*** Begin section ***

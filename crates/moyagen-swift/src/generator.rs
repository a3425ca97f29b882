use moyagen_core::api::ApiDescription;
use moyagen_core::config::GenOptions;
use moyagen_core::error::GenerateError;
use moyagen_core::model;
use moyagen_core::{CodeGenerator, GeneratedFile};

use crate::emitters;

/// Swift client generator: model files, one API unit per tag, the
/// shared utility file, and the optional server shim.
pub struct SwiftClientGenerator;

impl CodeGenerator for SwiftClientGenerator {
    type Error = GenerateError;

    fn generate(
        &self,
        api: &ApiDescription,
        options: &GenOptions,
    ) -> Result<Vec<GeneratedFile>, GenerateError> {
        let units = model::build_units(api)?;
        log::debug!(
            "derived {} tag unit(s) from {} operation(s)",
            units.len(),
            api.operations.len()
        );

        let mut files = emitters::models::emit_models(api, options);
        for unit in &units {
            files.push(emitters::api::emit_api(unit, options));
        }
        files.push(emitters::utils::emit_utils(options));
        if options.moya_provider {
            files.push(emitters::server::emit_server(options));
        }
        Ok(files)
    }
}
pub mod api;
pub mod config;
pub mod error;
pub mod ident;
pub mod model;

/// A generated file with path and content.
#[derive(Debug, Clone, PartialEq, Eq)]
pub struct GeneratedFile {
    pub path: String,
    pub content: String,
}

/// Trait for code generators that produce files from an API description.
pub trait CodeGenerator {
    type Error: std::error::Error;

    fn generate(
        &self,
        api: &api::ApiDescription,
        options: &config::GenOptions,
    ) -> Result<Vec<GeneratedFile>, Self::Error>;
}
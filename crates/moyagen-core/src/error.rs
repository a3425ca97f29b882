use std::fmt;

use thiserror::Error;

/// Failed to read the normalized API description.
#[derive(Debug, Error)]
pub enum DescriptionError {
    #[error("failed to parse YAML: {0}")]
    Yaml(#[from] serde_yaml_ng::Error),

    #[error("failed to parse JSON: {0}")]
    Json(#[from] serde_json::Error),
}

/// A model-derivation error attributed to one operation or schema.
#[derive(Debug, Clone, PartialEq, Eq, Error)]
pub enum ModelError {
    #[error("operation `{id}`: identifier sanitizes to an empty string")]
    EmptyCaseName { id: String },

    #[error(
        "tag `{tag}`: operations `{first}` and `{second}` both sanitize to case `{case_name}`"
    )]
    DuplicateCaseName {
        tag: String,
        first: String,
        second: String,
        case_name: String,
    },

    #[error("operation `{id}`: parameter `{name}` sanitizes to an empty string")]
    EmptyParameterName { id: String, name: String },

    #[error("operation `{id}`: unresolved type reference `{reference}`")]
    UnresolvedType { id: String, reference: String },

    #[error("schema `{title}`: title sanitizes to an empty string")]
    EmptySchemaName { title: String },

    #[error("schema titles `{first}` and `{second}` both sanitize to `{name}`")]
    DuplicateSchemaName {
        first: String,
        second: String,
        name: String,
    },

    #[error("tags `{first}` and `{second}` both map to unit `{name}`")]
    DuplicateUnitName {
        first: String,
        second: String,
        name: String,
    },
}

/// Every model error found in one generation batch. Derivation keeps
/// going past the first bad entity so the report covers the whole
/// input.
#[derive(Debug, Clone, PartialEq, Eq)]
pub struct GenerateError {
    pub errors: Vec<ModelError>,
}

impl GenerateError {
    pub fn new(errors: Vec<ModelError>) -> Self {
        debug_assert!(!errors.is_empty());
        Self { errors }
    }
}

impl fmt::Display for GenerateError {
    fn fmt(&self, f: &mut fmt::Formatter<'_>) -> fmt::Result {
        writeln!(f, "generation failed with {} error(s):", self.errors.len())?;
        for err in &self.errors {
            writeln!(f, "  - {err}")?;
        }
        Ok(())
    }
}

impl std::error::Error for GenerateError {}

#[cfg(test)]
mod tests {
    use super::*;

    #[test]
    fn generate_error_lists_every_entity() {
        let err = GenerateError::new(vec![
            ModelError::EmptyCaseName {
                id: "///".to_string(),
            },
            ModelError::UnresolvedType {
                id: "getPet".to_string(),
                reference: "Ghost".to_string(),
            },
        ]);
        let text = err.to_string();
        assert!(text.contains("2 error(s)"));
        assert!(text.contains("`///`"));
        assert!(text.contains("`Ghost`"));
    }
}
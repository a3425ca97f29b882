pub mod operations;
pub mod types;

pub use operations::*;
pub use types::*;

use indexmap::IndexMap;
use serde::{Deserialize, Serialize};

use crate::error::DescriptionError;

/// The normalized API description consumed from the external schema
/// processor. Parsing a raw OpenAPI/Swagger document into this shape
/// is owned by that processor; this is the generator's input boundary.
#[derive(Debug, Clone, Serialize, Deserialize)]
pub struct ApiDescription {
    #[serde(default)]
    pub info: Option<ApiInfo>,
    /// Schema title → type descriptor. Insertion order is preserved on
    /// input; every emission boundary applies its own sort key.
    #[serde(default)]
    pub schemas: IndexMap<String, SchemaDecl>,
    #[serde(default)]
    pub operations: Vec<Operation>,
}

/// API metadata, used only for documentation output.
#[derive(Debug, Clone, Serialize, Deserialize)]
pub struct ApiInfo {
    pub title: String,
    #[serde(default, skip_serializing_if = "Option::is_none")]
    pub version: Option<String>,
    #[serde(default, skip_serializing_if = "Option::is_none")]
    pub description: Option<String>,
}

impl ApiDescription {
    pub fn from_yaml(content: &str) -> Result<Self, DescriptionError> {
        Ok(serde_yaml_ng::from_str(content)?)
    }

    pub fn from_json(content: &str) -> Result<Self, DescriptionError> {
        Ok(serde_json::from_str(content)?)
    }
}
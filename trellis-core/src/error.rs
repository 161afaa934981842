//! Error types for Trellis.

use crate::types::NodeName;

/// The primary error type used throughout the Trellis server.
#[derive(Debug, thiserror::Error)]
pub enum TrellisError {
    #[error("node '{0}' not found")]
    NodeNotFound(NodeName),

    #[error("node '{0}' already exists")]
    NodeAlreadyExists(NodeName),

    #[error("protocol error: {0}")]
    Protocol(String),

    #[error("invalid configuration: {0}")]
    InvalidConfig(String),
}

/// Convenience type alias for `Result<T, TrellisError>`.
pub type TrellisResult<T> = Result<T, TrellisError>;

*** End section ***

▶ What you need to do
Reproduce exactly, and with no other material, the lines between those holding "use crate::error::DescriptionError;" and "#[derive(Debug, thiserror::Error)]", inclusive.

▶ Result of this exercise
use crate::error::DescriptionError;

/// The normalized API description consumed from the external schema
/// processor. Parsing a raw OpenAPI/Swagger document into this shape
/// is owned by that processor; this is the generator's input boundary.
#[derive(Debug, Clone, Serialize, Deserialize)]
pub struct ApiDescription {
    #[serde(default)]
    pub info: Option<ApiInfo>,
    /// Schema title → type descriptor. Insertion order is preserved on
    /// input; every emission boundary applies its own sort key.
    #[serde(default)]
    pub schemas: IndexMap<String, SchemaDecl>,
    #[serde(default)]
    pub operations: Vec<Operation>,
}

/// API metadata, used only for documentation output.
#[derive(Debug, Clone, Serialize, Deserialize)]
pub struct ApiInfo {
    pub title: String,
    #[serde(default, skip_serializing_if = "Option::is_none")]
    pub version: Option<String>,
    #[serde(default, skip_serializing_if = "Option::is_none")]
    pub description: Option<String>,
}

impl ApiDescription {
    pub fn from_yaml(content: &str) -> Result<Self, DescriptionError> {
        Ok(serde_yaml_ng::from_str(content)?)
    }

    pub fn from_json(content: &str) -> Result<Self, DescriptionError> {
        Ok(serde_json::from_str(content)?)
    }
}
filename trellis-core/src/error.rs
repository 161afaa934981842
//! Error types for Trellis.

use crate::types::NodeName;

/// The primary error type used throughout the Trellis server.
#[derive(Debug, thiserror::Error)]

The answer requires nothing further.